▶ **What needs to be done**
Counting the line with "const SELECT_FIELDS: &str" as the last one, copy out the lines of the data exactly from the first onward.

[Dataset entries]

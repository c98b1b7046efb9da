//! SurrealDB implementation of [`CourseRequestRepository`].
//!
//! Status changes are guarded by `WHERE status = ...` so that a racing
//! writer turns into a `Conflict` instead of a lost update.

use chrono::{DateTime, Utc};
use cprhub_core::error::CprResult;
use cprhub_core::models::course_request::{
    CourseRequest, CourseRequestFilter, CourseStatus, CreateCourseRequest,
};
use cprhub_core::models::invoice::StatusCount;
use cprhub_core::repository::{CourseRequestRepository, PaginatedResult, Pagination};
use surrealdb::{Connection, Surreal};
use surrealdb_types::SurrealValue;
use tracing::debug;
use uuid::Uuid;

use super::support::{
    CountRow, date_str, not_found, parse_date, parse_enum, parse_opt_uuid, parse_uuid, stale,
    write_error,
};
use crate::error::DbError;

const SELECT_FIELDS: &str = "SELECT meta::id(id) AS record_id, *";

/// Gives the date back to the instructor a confirmed course is leaving.
/// Expects `$before` (the course as it was) and `$slot_id` to be set.
const RELEASE_SLOT: &str = "\
IF $before[0].status = 'confirmed' AND $before[0].instructor_id != NONE \
    AND array::len((SELECT VALUE id FROM instructor_availability \
        WHERE instructor_id = $before[0].instructor_id \
        AND available_date = $before[0].scheduled_date)) = 0 { \
    CREATE type::record('instructor_availability', $slot_id) SET \
        instructor_id = $before[0].instructor_id, \
        available_date = $before[0].scheduled_date \
};";

#[derive(Debug, SurrealValue)]
struct CourseRequestRow {
    record_id: String,
    organization_id: String,
    course_type_id: String,
    instructor_id: Option<String>,
    location: String,
    scheduled_date: String,
    expected_students: u32,
    notes: Option<String>,
    status: String,
    cancellation_reason: Option<String>,
    confirmed_at: Option<DateTime<Utc>>,
    completed_at: Option<DateTime<Utc>>,
    ready_for_billing_at: Option<DateTime<Utc>>,
    invoiced: bool,
    created_at: DateTime<Utc>,
    updated_at: DateTime<Utc>,
}

impl CourseRequestRow {
    fn try_into_course_request(self) -> Result<CourseRequest, DbError> {
        Ok(CourseRequest {
            id: parse_uuid("course request", &self.record_id)?,
            organization_id: parse_uuid("organization", &self.organization_id)?,
            course_type_id: parse_uuid("course type", &self.course_type_id)?,
            instructor_id: parse_opt_uuid("instructor", self.instructor_id)?,
            location: self.location,
            scheduled_date: parse_date("scheduled_date", &self.scheduled_date)?,
            expected_students: self.expected_students,
            notes: self.notes,
            status: parse_enum::<CourseStatus>("course status", &self.status)?,
            cancellation_reason: self.cancellation_reason,
            confirmed_at: self.confirmed_at,
            completed_at: self.completed_at,
            ready_for_billing_at: self.ready_for_billing_at,
            invoiced: self.invoiced,
            created_at: self.created_at,
            updated_at: self.updated_at,
        })
    }
}

#[derive(Debug, SurrealValue)]
struct StatusTotalRow {
    status: String,
    total: u64,
}

#[derive(Debug, SurrealValue)]
struct InstructorTotalRow {
    instructor_id: Option<String>,
    total: u64,
}

/// SurrealDB implementation of the CourseRequest repository.
#[derive(Clone)]
pub struct SurrealCourseRequestRepository<C: Connection> {
    db: Surreal<C>,
}

impl<C: Connection> SurrealCourseRequestRepository<C> {
    pub fn new(db: Surreal<C>) -> Self {
        Self { db }
    }

    async fn fetch(&self, id: &str) -> Result<CourseRequest, DbError> {
        let query = format!("{SELECT_FIELDS} FROM type::record('course_request', $id)");
        let mut result = self
            .db
            .query(&query)
            .bind(("id", id.to_string()))
            .await?;
        let rows: Vec<CourseRequestRow> = result.take(0)?;
        rows.into_iter()
            .next()
            .ok_or_else(|| not_found("course request", id))?
            .try_into_course_request()
    }

    /// Run a status-guarded update and return the fresh record.
    async fn transition(
        &self,
        id: Uuid,
        sets: &str,
        guard: &str,
        expected: &str,
        reason: Option<String>,
    ) -> Result<CourseRequest, DbError> {
        let id_str = id.to_string();
        let query = format!(
            "UPDATE type::record('course_request', $id) SET {sets}, \
             updated_at = time::now() WHERE {guard}"
        );
        let mut result = self
            .db
            .query(&query)
            .bind(("id", id_str.clone()))
            .bind(("reason", reason))
            .await?
            .check()
            .map_err(|e| DbError::Query(e.to_string()))?;
        let updated: Vec<surrealdb_types::Value> = result.take(0)?;
        if updated.is_empty() {
            return Err(stale(&self.db, "course_request", "course request", &id_str, expected).await);
        }
        self.fetch(&id_str).await
    }
}

impl<C: Connection> CourseRequestRepository for SurrealCourseRequestRepository<C> {
    async fn create(&self, input: CreateCourseRequest) -> CprResult<CourseRequest> {
        let id = Uuid::new_v4().to_string();

        self.db
            .query(
                "CREATE type::record('course_request', $id) SET \
                 organization_id = $organization_id, \
                 course_type_id = $course_type_id, \
                 location = $location, scheduled_date = $scheduled_date, \
                 expected_students = $expected_students, notes = $notes, \
                 status = 'pending', invoiced = false",
            )
            .bind(("id", id.clone()))
            .bind(("organization_id", input.organization_id.to_string()))
            .bind(("course_type_id", input.course_type_id.to_string()))
            .bind(("location", input.location))
            .bind(("scheduled_date", date_str(input.scheduled_date)))
            .bind(("expected_students", input.expected_students))
            .bind(("notes", input.notes))
            .await
            .map_err(DbError::from)?
            .check()
            .map_err(|e| write_error("course request", e))?;

        Ok(self.fetch(&id).await?)
    }

    async fn get_by_id(&self, id: Uuid) -> CprResult<CourseRequest> {
        Ok(self.fetch(&id.to_string()).await?)
    }

    async fn list(
        &self,
        filter: CourseRequestFilter,
        pagination: Pagination,
    ) -> CprResult<PaginatedResult<CourseRequest>> {
        let mut conditions = vec!["true"];
        if filter.organization_id.is_some() {
            conditions.push("organization_id = $organization_id");
        }
        if filter.instructor_id.is_some() {
            conditions.push("instructor_id = $instructor_id");
        }
        if filter.status.is_some() {
            conditions.push("status = $status");
        }
        let where_clause = conditions.join(" AND ");

        let query = format!(
            "SELECT count() AS total FROM course_request WHERE {where_clause} GROUP ALL; \
             {SELECT_FIELDS} FROM course_request WHERE {where_clause} \
             ORDER BY scheduled_date DESC, created_at DESC \
             LIMIT $limit START $offset"
        );

        let mut builder = self
            .db
            .query(&query)
            .bind(("limit", pagination.limit))
            .bind(("offset", pagination.offset));
        if let Some(organization_id) = filter.organization_id {
            builder = builder.bind(("organization_id", organization_id.to_string()));
        }
        if let Some(instructor_id) = filter.instructor_id {
            builder = builder.bind(("instructor_id", instructor_id.to_string()));
        }
        if let Some(status) = filter.status {
            builder = builder.bind(("status", status.as_str()));
        }

        let mut result = builder.await.map_err(DbError::from)?;
        let count_rows: Vec<CountRow> = result.take(0).map_err(DbError::from)?;
        let total = count_rows.first().map(|r| r.total).unwrap_or(0);
        let rows: Vec<CourseRequestRow> = result.take(1).map_err(DbError::from)?;

        let items = rows
            .into_iter()
            .map(|row| row.try_into_course_request())
            .collect::<Result<Vec<_>, DbError>>()?;

        Ok(PaginatedResult {
            items,
            total,
            offset: pagination.offset,
            limit: pagination.limit,
        })
    }

    async fn confirm(
        &self,
        id: Uuid,
        from: CourseStatus,
        instructor_id: Uuid,
    ) -> CprResult<CourseRequest> {
        let id_str = id.to_string();
        let query = format!(
            "BEGIN TRANSACTION; \
             LET $before = (UPDATE type::record('course_request', $id) SET \
                 status = 'confirmed', instructor_id = $instructor_id, \
                 confirmed_at = time::now(), updated_at = time::now() \
                 WHERE status = $from RETURN BEFORE); \
             IF array::len($before) = 0 {{ THROW 'course request changed concurrently' }}; \
             {RELEASE_SLOT} \
             LET $slot = (DELETE instructor_availability \
                 WHERE instructor_id = $instructor_id \
                 AND available_date = $before[0].scheduled_date RETURN BEFORE); \
             IF array::len($slot) = 0 {{ THROW 'instructor is not available' }}; \
             COMMIT TRANSACTION;"
        );

        let outcome = self
            .db
            .query(&query)
            .bind(("id", id_str.clone()))
            .bind(("from", from.as_str()))
            .bind(("instructor_id", instructor_id.to_string()))
            .bind(("slot_id", Uuid::new_v4().to_string()))
            .await
            .map_err(DbError::from)?
            .check();

        if let Err(e) = outcome {
            debug!(course_request_id = %id, error = %e, "Confirmation rolled back");
            let current = self.fetch(&id_str).await?;
            return Err(if current.status != from {
                DbError::Conflict(format!(
                    "course request {id} is {}, expected {from}",
                    current.status
                ))
            } else {
                DbError::Conflict(format!(
                    "instructor {instructor_id} is not available on {}",
                    current.scheduled_date
                ))
            }
            .into());
        }

        Ok(self.fetch(&id_str).await?)
    }

    async fn complete(&self, id: Uuid) -> CprResult<CourseRequest> {
        Ok(self
            .transition(
                id,
                "status = 'completed', completed_at = time::now()",
                "status = 'confirmed'",
                "confirmed",
                None,
            )
            .await?)
    }

    async fn cancel(
        &self,
        id: Uuid,
        from: CourseStatus,
        reason: Option<String>,
    ) -> CprResult<CourseRequest> {
        if from != CourseStatus::Confirmed {
            let guard = format!("status = '{from}'");
            return Ok(self
                .transition(
                    id,
                    "status = 'cancelled', cancellation_reason = $reason",
                    &guard,
                    from.as_str(),
                    reason,
                )
                .await?);
        }

        let id_str = id.to_string();
        let query = format!(
            "BEGIN TRANSACTION; \
             LET $before = (UPDATE type::record('course_request', $id) SET \
                 status = 'cancelled', cancellation_reason = $reason, \
                 updated_at = time::now() \
                 WHERE status = 'confirmed' RETURN BEFORE); \
             IF array::len($before) = 0 {{ THROW 'course request changed concurrently' }}; \
             {RELEASE_SLOT} \
             COMMIT TRANSACTION;"
        );

        let outcome = self
            .db
            .query(&query)
            .bind(("id", id_str.clone()))
            .bind(("reason", reason))
            .bind(("slot_id", Uuid::new_v4().to_string()))
            .await
            .map_err(DbError::from)?
            .check();

        if let Err(e) = outcome {
            debug!(course_request_id = %id, error = %e, "Cancellation rolled back");
            return Err(
                stale(&self.db, "course_request", "course request", &id_str, "confirmed")
                    .await
                    .into(),
            );
        }

        Ok(self.fetch(&id_str).await?)
    }

    async fn mark_ready_for_billing(&self, id: Uuid) -> CprResult<CourseRequest> {
        Ok(self
            .transition(
                id,
                "ready_for_billing_at = time::now()",
                "status = 'completed' AND ready_for_billing_at = NONE",
                "completed and not yet released for billing",
                None,
            )
            .await?)
    }

    async fn billing_queue(&self) -> CprResult<Vec<CourseRequest>> {
        let query = format!(
            "{SELECT_FIELDS} FROM course_request \
             WHERE status = 'completed' AND ready_for_billing_at != NONE \
             AND invoiced = false \
             ORDER BY completed_at ASC"
        );
        let mut result = self.db.query(&query).await.map_err(DbError::from)?;
        let rows: Vec<CourseRequestRow> = result.take(0).map_err(DbError::from)?;

        Ok(rows
            .into_iter()
            .map(|row| row.try_into_course_request())
            .collect::<Result<Vec<_>, DbError>>()?)
    }

    async fn count_by_status(&self) -> CprResult<Vec<StatusCount>> {
        let mut result = self
            .db
            .query("SELECT status, count() AS total FROM course_request GROUP BY status")
            .await
            .map_err(DbError::from)?;
        let rows: Vec<StatusTotalRow> = result.take(0).map_err(DbError::from)?;

        Ok(rows
            .into_iter()
            .map(|r| StatusCount {
                status: r.status,
                count: r.total,
            })
            .collect())
    }

    async fn count_by_instructor(&self, status: CourseStatus) -> CprResult<Vec<(Uuid, u64)>> {
        let mut result = self
            .db
            .query(
                "SELECT instructor_id, count() AS total FROM course_request \
                 WHERE status = $status AND instructor_id != NONE \
                 GROUP BY instructor_id",
            )
            .bind(("status", status.as_str()))
            .await
            .map_err(DbError::from)?;
        let rows: Vec<InstructorTotalRow> = result.take(0).map_err(DbError::from)?;

        let mut counts = Vec::with_capacity(rows.len());
        for row in rows {
            if let Some(raw) = row.instructor_id {
                counts.push((parse_uuid("instructor", &raw)?, row.total));
            }
        }
        Ok(counts)
    }
}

▶ **Finished exercise**
repository c98b1b7046efb9da
//! SurrealDB implementation of [`CourseRequestRepository`].
//!
//! Status changes are guarded by `WHERE status = ...` so that a racing
//! writer turns into a `Conflict` instead of a lost update.

use chrono::{DateTime, Utc};
use cprhub_core::error::CprResult;
use cprhub_core::models::course_request::{
    CourseRequest, CourseRequestFilter, CourseStatus, CreateCourseRequest,
};
use cprhub_core::models::invoice::StatusCount;
use cprhub_core::repository::{CourseRequestRepository, PaginatedResult, Pagination};
use surrealdb::{Connection, Surreal};
use surrealdb_types::SurrealValue;
use tracing::debug;
use uuid::Uuid;

use super::support::{
    CountRow, date_str, not_found, parse_date, parse_enum, parse_opt_uuid, parse_uuid, stale,
    write_error,
};
use crate::error::DbError;

const SELECT_FIELDS: &str = "SELECT meta::id(id) AS record_id, *";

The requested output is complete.